WORK TO BE COMPLETED: From first line to last, retype the data exactly.

Dataset entries:
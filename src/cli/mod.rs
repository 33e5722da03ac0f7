// ============================================================
// Layer 1 — CLI / Presentation Layer
// ============================================================
// This is the entry point for all user interaction.
// It uses the `clap` crate to parse command line arguments.
// All business logic is delegated to Layer 2 (application).
//
// Three commands are supported:
//   1. `predict` — one prediction from command-line inputs
//   2. `fields`  — list inputs and their allowed values
//   3. `serve`   — HTTP form endpoint (see web/)
//
// Missing or broken artifacts abort every command with a
// non-zero exit. A failed prediction prints the error line to
// stderr and `run` hands ExitCode::FAILURE back to main.
//
// Reference: Rust Book §7 (Modules), §12 (CLI programs)

pub mod commands;

use std::process::ExitCode;

use anyhow::{Context, Result};
use clap::Parser;
use commands::{Commands, FieldsArgs, PredictArgs, ServeArgs};

use crate::application::describe_use_case::{describe_fields, format_table};
use crate::application::predict_use_case::{render, PredictUseCase, SubmissionError};
use crate::application::ServeConfig;
use crate::domain::score::Score;

/// The main CLI struct
#[derive(Parser, Debug)]
#[command(
    name = "exam-score-predictor",
    version,
    about = "Predict a student's exam score from pre-trained model, scaler and encoder artifacts."
)]
pub struct Cli {
    /// The subcommand to run
    #[command(subcommand)]
    pub command: Commands,
}

impl Cli {
    /// Match on the subcommand and dispatch to the correct use case.
    pub fn run(self) -> Result<ExitCode> {
        match self.command {
            Commands::Predict(args) => run_predict(args),
            Commands::Fields(args)  => run_fields(args).map(|_| ExitCode::SUCCESS),
            Commands::Serve(args)   => run_serve(args).map(|_| ExitCode::SUCCESS),
        }
    }
}

fn run_predict(args: PredictArgs) -> Result<ExitCode> {
    let outcome = predict(args)?;
    let line    = render(&outcome);

    match outcome {
        Ok(_) => {
            println!("{line}");
            Ok(ExitCode::SUCCESS)
        }
        Err(_) => {
            eprintln!("{line}");
            Ok(ExitCode::FAILURE)
        }
    }
}

/// Load the artifacts and score the submitted flags. The outer
/// error is an artifact failure, the inner one a rejected
/// submission.
fn predict(args: PredictArgs) -> Result<std::result::Result<Score, SubmissionError>> {
    let (artifacts, form) = args.into_parts();
    let use_case = PredictUseCase::from_config(&artifacts)?;
    Ok(use_case.execute(&form))
}

fn run_fields(args: FieldsArgs) -> Result<()> {
    let use_case = PredictUseCase::from_config(&args.artifacts.into())?;
    let fields   = describe_fields(use_case.inferencer());

    if args.json {
        println!("{}", serde_json::to_string_pretty(&fields)?);
    } else {
        println!("{}", format_table(&fields));
    }
    Ok(())
}

fn run_serve(args: ServeArgs) -> Result<()> {
    let cfg: ServeConfig = args.into();
    let use_case = PredictUseCase::from_config(&cfg.artifacts)?;

    let runtime = tokio::runtime::Runtime::new()
        .context("Failed to start the async runtime")?;
    runtime.block_on(crate::web::serve(&cfg.bind, use_case))
}

// ─── Unit Tests ───────────────────────────────────────────────────────────────
#[cfg(test)]
mod tests {
    use super::*;
    use clap::CommandFactory;

    use crate::test_support::write_sample_artifacts;

    #[test]
    fn test_cli_definition_is_valid() {
        Cli::command().debug_assert();
    }

    #[test]
    fn test_predict_flags_build_form() {
        let cli = Cli::try_parse_from([
            "exam-score-predictor", "predict",
            "--hours-studied", "5",
            "--attendance", "80",
            "--internet-access", "Yes",
            "--peer-influence", "Positive",
            "--parental-education-level", "College",
            "--artifact-dir", "models",
        ])
        .unwrap();

        let Commands::Predict(args) = cli.command else {
            panic!("expected predict");
        };
        let (artifacts, form) = args.into_parts();
        assert_eq!(artifacts.artifact_dir, "models");
        assert_eq!(artifacts.scaler_file, "scaler.json");
        assert_eq!(form.hours_studied, 5.0);
        assert_eq!(form.attendance, 80.0);
        assert_eq!(form.motivation_level, 0.0);
        assert_eq!(form.peer_influence, "Positive");
    }

    #[test]
    fn test_predict_requires_labels() {
        let result = Cli::try_parse_from(["exam-score-predictor", "predict", "--attendance", "80"]);
        assert!(result.is_err());
    }

    fn predict_args(artifact_dir: &std::path::Path, extra: &[&str]) -> PredictArgs {
        let dir = artifact_dir.display().to_string();
        let mut argv = vec![
            "exam-score-predictor", "predict",
            "--artifact-dir", dir.as_str(),
            "--internet-access", "Yes",
            "--peer-influence", "Positive",
            "--parental-education-level", "College",
        ];
        argv.extend_from_slice(extra);

        let Commands::Predict(args) = Cli::try_parse_from(argv).unwrap().command else {
            panic!("expected predict");
        };
        args
    }

    fn exit_status(code: ExitCode) -> String {
        format!("{code:?}")
    }

    #[test]
    fn test_negative_flag_reaches_range_check() {
        let dir = tempfile::tempdir().unwrap();
        write_sample_artifacts(dir.path());

        let args = predict_args(dir.path(), &["--attendance", "-5"]);
        assert_eq!(args.attendance, -5.0);

        let err = predict(args).unwrap().unwrap_err();
        assert_eq!(err.kind(), "out_of_range");
        assert!(err.to_string().starts_with("Attendance must be in 0..=100"));
    }

    #[test]
    fn test_failed_prediction_exits_with_failure() {
        let dir = tempfile::tempdir().unwrap();
        write_sample_artifacts(dir.path());

        let mut args = predict_args(dir.path(), &[]);
        args.internet_access = "MaybeLater".to_string();
        let code = run_predict(args).unwrap();
        assert_eq!(exit_status(code), exit_status(ExitCode::FAILURE));
    }

    #[test]
    fn test_successful_prediction_exits_with_success() {
        let dir = tempfile::tempdir().unwrap();
        write_sample_artifacts(dir.path());

        let args = predict_args(dir.path(), &["--hours-studied", "5", "--attendance", "80"]);
        let code = run_predict(args).unwrap();
        assert_eq!(exit_status(code), exit_status(ExitCode::SUCCESS));
    }

    #[test]
    fn test_missing_artifacts_are_an_error() {
        let dir = tempfile::tempdir().unwrap();
        assert!(run_predict(predict_args(dir.path(), &[])).is_err());
    }

    #[test]
    fn test_serve_defaults() {
        let cli = Cli::try_parse_from(["exam-score-predictor", "serve"]).unwrap();
        let Commands::Serve(args) = cli.command else {
            panic!("expected serve");
        };
        let cfg: ServeConfig = args.into();
        assert_eq!(cfg, ServeConfig::default());
    }
}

ANSWER FOR THIS EXERCISE:
filename src/cli/mod.rs
repository 33e5722da03ac0f7
// ============================================================
// Layer 1 — CLI / Presentation Layer
// ============================================================
// This is the entry point for all user interaction.
// It uses the `clap` crate to parse command line arguments.
// All business logic is delegated to Layer 2 (application).
//
// Three commands are supported:
//   1. `predict` — one prediction from command-line inputs
//   2. `fields`  — list inputs and their allowed values
//   3. `serve`   — HTTP form endpoint (see web/)
//
// Missing or broken artifacts abort every command with a
// non-zero exit. A failed prediction prints the error line to
// stderr and `run` hands ExitCode::FAILURE back to main.
//
// Reference: Rust Book §7 (Modules), §12 (CLI programs)

pub mod commands;

use std::process::ExitCode;

use anyhow::{Context, Result};
use clap::Parser;
use commands::{Commands, FieldsArgs, PredictArgs, ServeArgs};

use crate::application::describe_use_case::{describe_fields, format_table};
use crate::application::predict_use_case::{render, PredictUseCase, SubmissionError};
use crate::application::ServeConfig;
use crate::domain::score::Score;

/// The main CLI struct
#[derive(Parser, Debug)]
#[command(
    name = "exam-score-predictor",
    version,
    about = "Predict a student's exam score from pre-trained model, scaler and encoder artifacts."
)]
pub struct Cli {
    /// The subcommand to run
    #[command(subcommand)]
    pub command: Commands,
}

impl Cli {
    /// Match on the subcommand and dispatch to the correct use case.
    pub fn run(self) -> Result<ExitCode> {
        match self.command {
            Commands::Predict(args) => run_predict(args),
            Commands::Fields(args)  => run_fields(args).map(|_| ExitCode::SUCCESS),
            Commands::Serve(args)   => run_serve(args).map(|_| ExitCode::SUCCESS),
        }
    }
}

fn run_predict(args: PredictArgs) -> Result<ExitCode> {
    let outcome = predict(args)?;
    let line    = render(&outcome);

    match outcome {
        Ok(_) => {
            println!("{line}");
            Ok(ExitCode::SUCCESS)
        }
        Err(_) => {
            eprintln!("{line}");
            Ok(ExitCode::FAILURE)
        }
    }
}

/// Load the artifacts and score the submitted flags. The outer
/// error is an artifact failure, the inner one a rejected
/// submission.
fn predict(args: PredictArgs) -> Result<std::result::Result<Score, SubmissionError>> {
    let (artifacts, form) = args.into_parts();
    let use_case = PredictUseCase::from_config(&artifacts)?;
    Ok(use_case.execute(&form))
}

fn run_fields(args: FieldsArgs) -> Result<()> {
    let use_case = PredictUseCase::from_config(&args.artifacts.into())?;
    let fields   = describe_fields(use_case.inferencer());

    if args.json {
        println!("{}", serde_json::to_string_pretty(&fields)?);
    } else {
        println!("{}", format_table(&fields));
    }
    Ok(())
}

fn run_serve(args: ServeArgs) -> Result<()> {
    let cfg: ServeConfig = args.into();
    let use_case = PredictUseCase::from_config(&cfg.artifacts)?;

    let runtime = tokio::runtime::Runtime::new()
        .context("Failed to start the async runtime")?;
    runtime.block_on(crate::web::serve(&cfg.bind, use_case))
}

// ─── Unit Tests ───────────────────────────────────────────────────────────────
#[cfg(test)]
mod tests {
    use super::*;
    use clap::CommandFactory;

    use crate::test_support::write_sample_artifacts;

    #[test]
    fn test_cli_definition_is_valid() {
        Cli::command().debug_assert();
    }

    #[test]
    fn test_predict_flags_build_form() {
        let cli = Cli::try_parse_from([
            "exam-score-predictor", "predict",
            "--hours-studied", "5",
            "--attendance", "80",
            "--internet-access", "Yes",
            "--peer-influence", "Positive",
            "--parental-education-level", "College",
            "--artifact-dir", "models",
        ])
        .unwrap();

        let Commands::Predict(args) = cli.command else {
            panic!("expected predict");
        };
        let (artifacts, form) = args.into_parts();
        assert_eq!(artifacts.artifact_dir, "models");
        assert_eq!(artifacts.scaler_file, "scaler.json");
        assert_eq!(form.hours_studied, 5.0);
        assert_eq!(form.attendance, 80.0);
        assert_eq!(form.motivation_level, 0.0);
        assert_eq!(form.peer_influence, "Positive");
    }

    #[test]
    fn test_predict_requires_labels() {
        let result = Cli::try_parse_from(["exam-score-predictor", "predict", "--attendance", "80"]);
        assert!(result.is_err());
    }

    fn predict_args(artifact_dir: &std::path::Path, extra: &[&str]) -> PredictArgs {
        let dir = artifact_dir.display().to_string();
        let mut argv = vec![
            "exam-score-predictor", "predict",
            "--artifact-dir", dir.as_str(),
            "--internet-access", "Yes",
            "--peer-influence", "Positive",
            "--parental-education-level", "College",
        ];
        argv.extend_from_slice(extra);

        let Commands::Predict(args) = Cli::try_parse_from(argv).unwrap().command else {
            panic!("expected predict");
        };
        args
    }

    fn exit_status(code: ExitCode) -> String {
        format!("{code:?}")
    }

    #[test]
    fn test_negative_flag_reaches_range_check() {
        let dir = tempfile::tempdir().unwrap();
        write_sample_artifacts(dir.path());

        let args = predict_args(dir.path(), &["--attendance", "-5"]);
        assert_eq!(args.attendance, -5.0);

        let err = predict(args).unwrap().unwrap_err();
        assert_eq!(err.kind(), "out_of_range");
        assert!(err.to_string().starts_with("Attendance must be in 0..=100"));
    }

    #[test]
    fn test_failed_prediction_exits_with_failure() {
        let dir = tempfile::tempdir().unwrap();
        write_sample_artifacts(dir.path());

        let mut args = predict_args(dir.path(), &[]);
        args.internet_access = "MaybeLater".to_string();
        let code = run_predict(args).unwrap();
        assert_eq!(exit_status(code), exit_status(ExitCode::FAILURE));
    }

    #[test]
    fn test_successful_prediction_exits_with_success() {
        let dir = tempfile::tempdir().unwrap();
        write_sample_artifacts(dir.path());

        let args = predict_args(dir.path(), &["--hours-studied", "5", "--attendance", "80"]);
        let code = run_predict(args).unwrap();
        assert_eq!(exit_status(code), exit_status(ExitCode::SUCCESS));
    }

    #[test]
    fn test_missing_artifacts_are_an_error() {
        let dir = tempfile::tempdir().unwrap();
        assert!(run_predict(predict_args(dir.path(), &[])).is_err());
    }

    #[test]
    fn test_serve_defaults() {
        let cli = Cli::try_parse_from(["exam-score-predictor", "serve"]).unwrap();
        let Commands::Serve(args) = cli.command else {
            panic!("expected serve");
        };
        let cfg: ServeConfig = args.into();
        assert_eq!(cfg, ServeConfig::default());
    }
}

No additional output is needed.